Last October, a rare Lake Street bear caused a neighborhood scare. Bears are back in the area this year, but wildlife biologist Steve Bethune hopes they’ll go into hibernation soon. (Photo/Meredith Redick)

Sitkans have seen an uptick in bear activity in recent weeks. Bears that would typically come out late at night and rob trash cans have become bolder about appearing in the daytime, and Sitka National Historical Park has been closed — just to humans — 24/7 until bears head to their dens.

KCAW spoke with ADF&G biologist Steve Bethune to learn how much of this “bear surge” is normal.

Sitka area management biologist Steve Bethune says daily bear calls are typical for this time of year. And there’s a biological explanation.

“This time of year, the bears go into what we call hyperphagia, which is a really intense concentrated feeding effort in order to lay on additional fat stores in preparation for winter hibernation,” he says. “So, it’s right on track as far as our bear reports and number of bears that people are seeing. Happens every year.” 

But here’s something that doesn’t happen every year– there’s been an unusually high amount of bear activity in the Sitka National Historical Park, which prompted the park to close down trails at certain hours over the last couple of months. Bethune attributes that to a couple of factors. 

“There has been a lot of bear activity along the river. Bears have been concentrating on the fish run there, and so a lot of activity,” he says. “And I think the lack of tourists this year–because there has been so much less human presence in the park, the bears have been more comfortable using that on a more regular basis.” 

Bethune says that a poor fish and berry year has led to more bear activity in town. So far this year, none of the bears have behaved aggressively, though at the beginning of October, a man shot at a bear behind his home on Merrill Street. 

“There was a bear that got into a homeowner’s chicken coop there. The homeowner confronted the bear at night and did fire a shot at the bear. He wasn’t sure if he hit it or not,” he says. “Myself and one of the Alaska Wildlife Troopers followed up on that and spent some time searching the area, and we did not find any evidence of a wounded bear.  If the bear was hit, it wasn’t hit very hard.” 

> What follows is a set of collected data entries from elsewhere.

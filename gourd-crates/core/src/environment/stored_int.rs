use super::Environment;

/// Handle to a backtrackable integer.
#[derive(Clone, Copy, Debug, PartialEq, Eq, Hash)]
pub struct StoredInt {
    pub(super) index: usize,
}

impl StoredInt {
    pub fn read(self, environment: &Environment) -> i64 {
        environment.read_int(self.index)
    }

    pub fn write(self, environment: &mut Environment, value: i64) {
        environment.write_int(self.index, value)
    }

    /// Set the value in the current world and in all worlds below it; unlike
    /// [`StoredInt::write`] the change is never undone.
    pub fn overwrite(self, environment: &mut Environment, value: i64) {
        environment.overwrite_int(self.index, value)
    }

    pub fn add(self, environment: &mut Environment, delta: i64) {
        let value = self.read(environment);
        self.write(environment, value + delta)
    }
}
//! Identifiers of the decision variables. A variable is nothing more than a handle to a domain
//! stored in the assignments of a [`State`](crate::engine::State).
mod domain_id;
mod literal;

pub use domain_id::DomainId;
pub use literal::Literal;
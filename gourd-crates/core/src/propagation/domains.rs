use crate::engine::domains::DomainValues;
use crate::engine::variables::DomainId;
use crate::engine::variables::Literal;
use crate::engine::Assignments;
use crate::environment::Environment;

/// A read-only view on the current domains.
#[derive(Clone, Copy, Debug)]
pub struct Domains<'a> {
    pub(crate) assignments: &'a Assignments,
    pub(crate) environment: &'a Environment,
}

impl<'a> Domains<'a> {
    pub(crate) fn new(assignments: &'a Assignments, environment: &'a Environment) -> Self {
        Domains {
            assignments,
            environment,
        }
    }
}

impl HasAssignments for Domains<'_> {
    fn assignments(&self) -> &Assignments {
        self.assignments
    }

    fn environment(&self) -> &Environment {
        self.environment
    }
}

/// Gives access to the domains; implemented by everything that can read them.
pub trait HasAssignments {
    fn assignments(&self) -> &Assignments;

    fn environment(&self) -> &Environment;
}

/// Queries on the current domains.
pub trait ReadDomains: HasAssignments {
    fn lower_bound(&self, var: DomainId) -> i32 {
        self.assignments().lower_bound(var, self.environment())
    }

    fn upper_bound(&self, var: DomainId) -> i32 {
        self.assignments().upper_bound(var, self.environment())
    }

    fn contains(&self, var: DomainId, value: i32) -> bool {
        self.assignments().contains(var, value, self.environment())
    }

    fn size(&self, var: DomainId) -> usize {
        self.assignments().size(var, self.environment())
    }

    fn is_fixed(&self, var: DomainId) -> bool {
        self.assignments().is_fixed(var, self.environment())
    }

    fn fixed_value(&self, var: DomainId) -> Option<i32> {
        self.assignments().fixed_value(var, self.environment())
    }

    /// The smallest value in the domain of `var` which is strictly larger than `value`.
    fn next_value(&self, var: DomainId, value: i32) -> Option<i32> {
        self.assignments().next_value(var, value, self.environment())
    }

    /// The largest value in the domain of `var` which is strictly smaller than `value`.
    fn previous_value(&self, var: DomainId, value: i32) -> Option<i32> {
        self.assignments()
            .previous_value(var, value, self.environment())
    }

    /// The values in the domain of `var`, in increasing order.
    fn iterate_domain(&self, var: DomainId) -> DomainValues<'_> {
        self.assignments().values(var, self.environment())
    }

    /// The depth of the world in which `var` became fixed.
    fn fixed_in_world(&self, var: DomainId) -> Option<usize> {
        self.assignments().fixed_in_world(var, self.environment())
    }

    /// `Some(truth value)` if the variable of the literal is fixed.
    fn literal_value(&self, literal: Literal) -> Option<bool> {
        self.fixed_value(literal.domain())
            .map(|value| literal.is_satisfied_by(value))
    }

    fn is_literal_true(&self, literal: Literal) -> bool {
        self.literal_value(literal) == Some(true)
    }

    fn is_literal_false(&self, literal: Literal) -> bool {
        self.literal_value(literal) == Some(false)
    }
}

impl<T: HasAssignments> ReadDomains for T {}
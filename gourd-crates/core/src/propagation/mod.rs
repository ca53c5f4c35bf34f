//! The building blocks of propagators.
//!
//! # Background
//!
//! A propagator takes a set of variables with their domains and removes values which cannot be
//! part of any solution of its constraint. A propagator is at fix-point if applying it again would
//! not remove anything; it is idempotent if a single call always leaves it at fix-point.
//!
//! # Practical
//!
//! Each concrete propagator implements [`Propagator`]. It is created by a
//! [`PropagatorConstructor`], which registers the propagator for the [`DomainEvents`] it needs on
//! each of its variables and sets up its (backtrackable) state.
//!
//! The engine wakes a propagator through the hook which matches the event:
//! [`Propagator::awake_on_inst`], [`Propagator::awake_on_inf`], [`Propagator::awake_on_sup`] or
//! [`Propagator::awake_on_removals`]. Every hook defaults to [`Propagator::propagate`], so the
//! simplest correct propagator only implements `propagate`. A propagator is woken once through
//! [`Propagator::awake`] after it is added, once every variable event has been processed.
//!
//! Expensive propagators can coalesce their reactions: a hook may call
//! [`PropagationContext::request_propagation`], after which `propagate` is called once when all
//! variable events have been dispatched.
//!
//! State of a propagator which has to survive between calls but be undone on backtracking is kept
//! in cells of the [`Environment`](crate::environment::Environment), which the contexts expose.
mod constructor;
mod contexts;
mod domains;
mod ids;
mod propagator;
pub(crate) mod store;

pub use constructor::*;
pub use contexts::*;
pub use domains::*;
pub use ids::LocalId;
pub use ids::PropagatorId;
pub use propagator::*;
pub use store::PropagatorHandle;

pub use crate::basic_types::EmptyDomainConflict;
pub use crate::basic_types::Inconsistency;
pub use crate::basic_types::PropagationStatus;
pub use crate::basic_types::PropagatorConflict;
pub use crate::engine::domains::DeltaIterator;
pub use crate::engine::events::DomainEvent;
pub use crate::engine::events::DomainEvents;
//! In-process [`IdGenerator`] implementations.

use std::sync::atomic::{AtomicUsize, Ordering};

use hamock_domain::id::ContextId;

use crate::ports::IdGenerator;

/// Random UUID v4 ids. Used by the daemon.
#[derive(Debug, Default, Clone, Copy)]
pub struct RandomIdGenerator;

impl IdGenerator for RandomIdGenerator {
    fn next_id(&self) -> ContextId {
        ContextId::random()
    }
}

/// Deterministic ids `test-uuid-0`, `test-uuid-1`, …
#[derive(Debug, Default)]
pub struct SequentialIdGenerator {
    counter: AtomicUsize,
}

impl IdGenerator for SequentialIdGenerator {
    fn next_id(&self) -> ContextId {
        let n = self.counter.fetch_add(1, Ordering::SeqCst);
        ContextId::from(format!("test-uuid-{n}"))
    }
}

/// Always returns the same id.
#[derive(Debug, Clone)]
pub struct FixedIdGenerator(ContextId);

impl FixedIdGenerator {
    #[must_use]
    pub fn new(id: impl Into<ContextId>) -> Self {
        Self(id.into())
    }
}

impl IdGenerator for FixedIdGenerator {
    fn next_id(&self) -> ContextId {
        self.0.clone()
    }
}
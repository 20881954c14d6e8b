//! Mock server: merges registered mock apps into a single router and serves it.

use axum::Router;
use tokio::net::TcpListener;
use tower_http::cors::{Any, CorsLayer};
use tower_http::trace::{DefaultMakeSpan, DefaultOnResponse, TraceLayer};
use tracing::Level;

use crate::mock_app::MockApp;

/// Identity of a registered mock app.
#[derive(Debug, Clone, PartialEq, Eq)]
pub struct AppInfo {
    pub name: String,
    pub version: String,
    pub base_path: String,
}

/// Hosts any number of [`MockApp`]s on one listener.
///
/// Every response carries permissive CORS headers. When `request_logging` is
/// on, each request/response pair is traced through [`TraceLayer`].
#[derive(Default)]
pub struct MockServer {
    router: Router,
    apps: Vec<AppInfo>,
    request_logging: bool,
}

impl MockServer {
    #[must_use]
    pub fn new(request_logging: bool) -> Self {
        Self {
            request_logging,
            ..Self::default()
        }
    }

    /// Merge the app's routes into the server.
    ///
    /// # Panics
    ///
    /// Panics if one of the app's routes overlaps an already registered one.
    pub fn register_app(&mut self, app: &impl MockApp) -> &mut Self {
        let router = std::mem::take(&mut self.router);
        self.router = router.merge(app.routes());
        self.apps.push(AppInfo {
            name: app.name().to_string(),
            version: app.version().to_string(),
            base_path: app.base_path().to_string(),
        });
        tracing::debug!(name = app.name(), base_path = app.base_path(), "registered mock app");
        self
    }

    /// Registered apps, in registration order.
    #[must_use]
    pub fn apps(&self) -> &[AppInfo] {
        &self.apps
    }

    /// Distinct base paths, in registration order.
    #[must_use]
    pub fn base_paths(&self) -> Vec<&str> {
        let mut paths: Vec<&str> = Vec::with_capacity(self.apps.len());
        for app in &self.apps {
            if !paths.contains(&app.base_path.as_str()) {
                paths.push(&app.base_path);
            }
        }
        paths
    }

    /// Finish the server into a plain router with middleware applied.
    #[must_use]
    pub fn into_router(self) -> Router {
        let cors = CorsLayer::new()
            .allow_origin(Any)
            .allow_methods(Any)
            .allow_headers(Any);

        let router = self.router.layer(cors);
        if self.request_logging {
            router.layer(
                TraceLayer::new_for_http()
                    .make_span_with(DefaultMakeSpan::new().level(Level::INFO))
                    .on_response(DefaultOnResponse::new().level(Level::INFO)),
            )
        } else {
            router
        }
    }

    /// Serve on `listener` until Ctrl-C.
    ///
    /// # Errors
    ///
    /// Returns an I/O error if the listener fails.
    pub async fn serve(self, listener: TcpListener) -> std::io::Result<()> {
        for app in &self.apps {
            tracing::info!(name = %app.name, version = %app.version, "mock app ready");
        }
        tracing::info!(base_paths = ?self.base_paths(), "mounted base paths");
        tracing::info!(addr = %listener.local_addr()?, "mock server listening");

        axum::serve(listener, self.into_router())
            .with_graceful_shutdown(shutdown_signal())
            .await
    }
}

async fn shutdown_signal() {
    if let Err(err) = tokio::signal::ctrl_c().await {
        tracing::error!(error = %err, "failed to listen for shutdown signal");
        std::future::pending::<()>().await;
    }
    tracing::info!("shutdown signal received");
}
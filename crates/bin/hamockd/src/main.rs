//! # hamockd: mock hub daemon
//!
//! Composition root that wires all adapters together and starts the server.
//!
//! ## Responsibilities
//! - Parse configuration (`hamock.toml`, env vars)
//! - Initialize `tracing`
//! - Load seed entities (built-in home or a JSON file) into the in-memory store
//! - Construct application services, injecting the store and id generator
//! - Register the mock apps on the server
//! - Bind to a TCP port and serve until Ctrl-C
//!
//! ## Dependency rule
//! This is the **only** crate that depends on all other crates.
//! It is the wiring layer; no domain logic belongs here.

mod config;

use std::sync::Arc;

use tracing_subscriber::EnvFilter;

use hamock_adapter_http_axum::home_assistant::HomeAssistantApp;
use hamock_adapter_http_axum::server::MockServer;
use hamock_adapter_http_axum::state::AppState;
use hamock_adapter_storage_memory::InMemoryEntityStore;
use hamock_app::id_generator::RandomIdGenerator;
use hamock_app::ports::EntityStore;
use hamock_app::services::service_dispatcher::ServiceDispatcher;
use hamock_app::services::state_service::StateService;

use crate::config::Config;

#[tokio::main]
async fn main() -> Result<(), Box<dyn std::error::Error>> {
    let config = Config::load()?;

    tracing_subscriber::fmt()
        .with_env_filter(EnvFilter::try_new(config.log_filter())?)
        .init();

    // Store
    let entities = hamock_adapter_fixtures::load(config.fixtures.states_path.as_deref())?;
    let store = Arc::new(InMemoryEntityStore::seeded(entities)?);
    tracing::info!(count = store.len(), "entity store ready");

    // Services
    let state_service = StateService::new(Arc::clone(&store));
    let dispatcher = ServiceDispatcher::new(store, RandomIdGenerator);

    // HTTP
    let state = AppState::new(state_service, dispatcher, config.system_config());
    let mut server = MockServer::new(config.request_logging());
    server.register_app(&HomeAssistantApp::new(state));

    let listener = tokio::net::TcpListener::bind(config.bind_addr()).await?;
    server.serve(listener).await?;

    tracing::info!("hamockd stopped");
    Ok(())
}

And there has been more nearby bear activity in daylight.  Shortly after 7 in the morning on Oct. 9, Sitka Police responded to the BIHA apartment complex across from the Alaska State Troopers’ academy, where a sow and two cubs had gotten into some trash. Photos on social media showed the cubs sitting on the curb, like school children waiting for the bus. Sitka Police Sergeant Gary Cranford says officers did not see the sow upon arrival, and pushed the cubs out of the area using sirens.

Cranford says law enforcement has used projectiles, like less-lethal ‘rubber bullets,’ to ward off bears this year.

Bethune says that, compared to the rest of Southeast, Sitka has had a moderate bear year so far, and he hopes it stays that way. He asks that Sitkans stay on top of their trash–keep garbage secure, and wait until the morning of garbage pickup to take it to the curb. 

“Hopefully in a month, they’ll all be asleep and it’ll be all over with for the year.” 

Bethune says that the number of calls coming into his office have been steady recently. If it tracks with previous years, that should slow down by next month.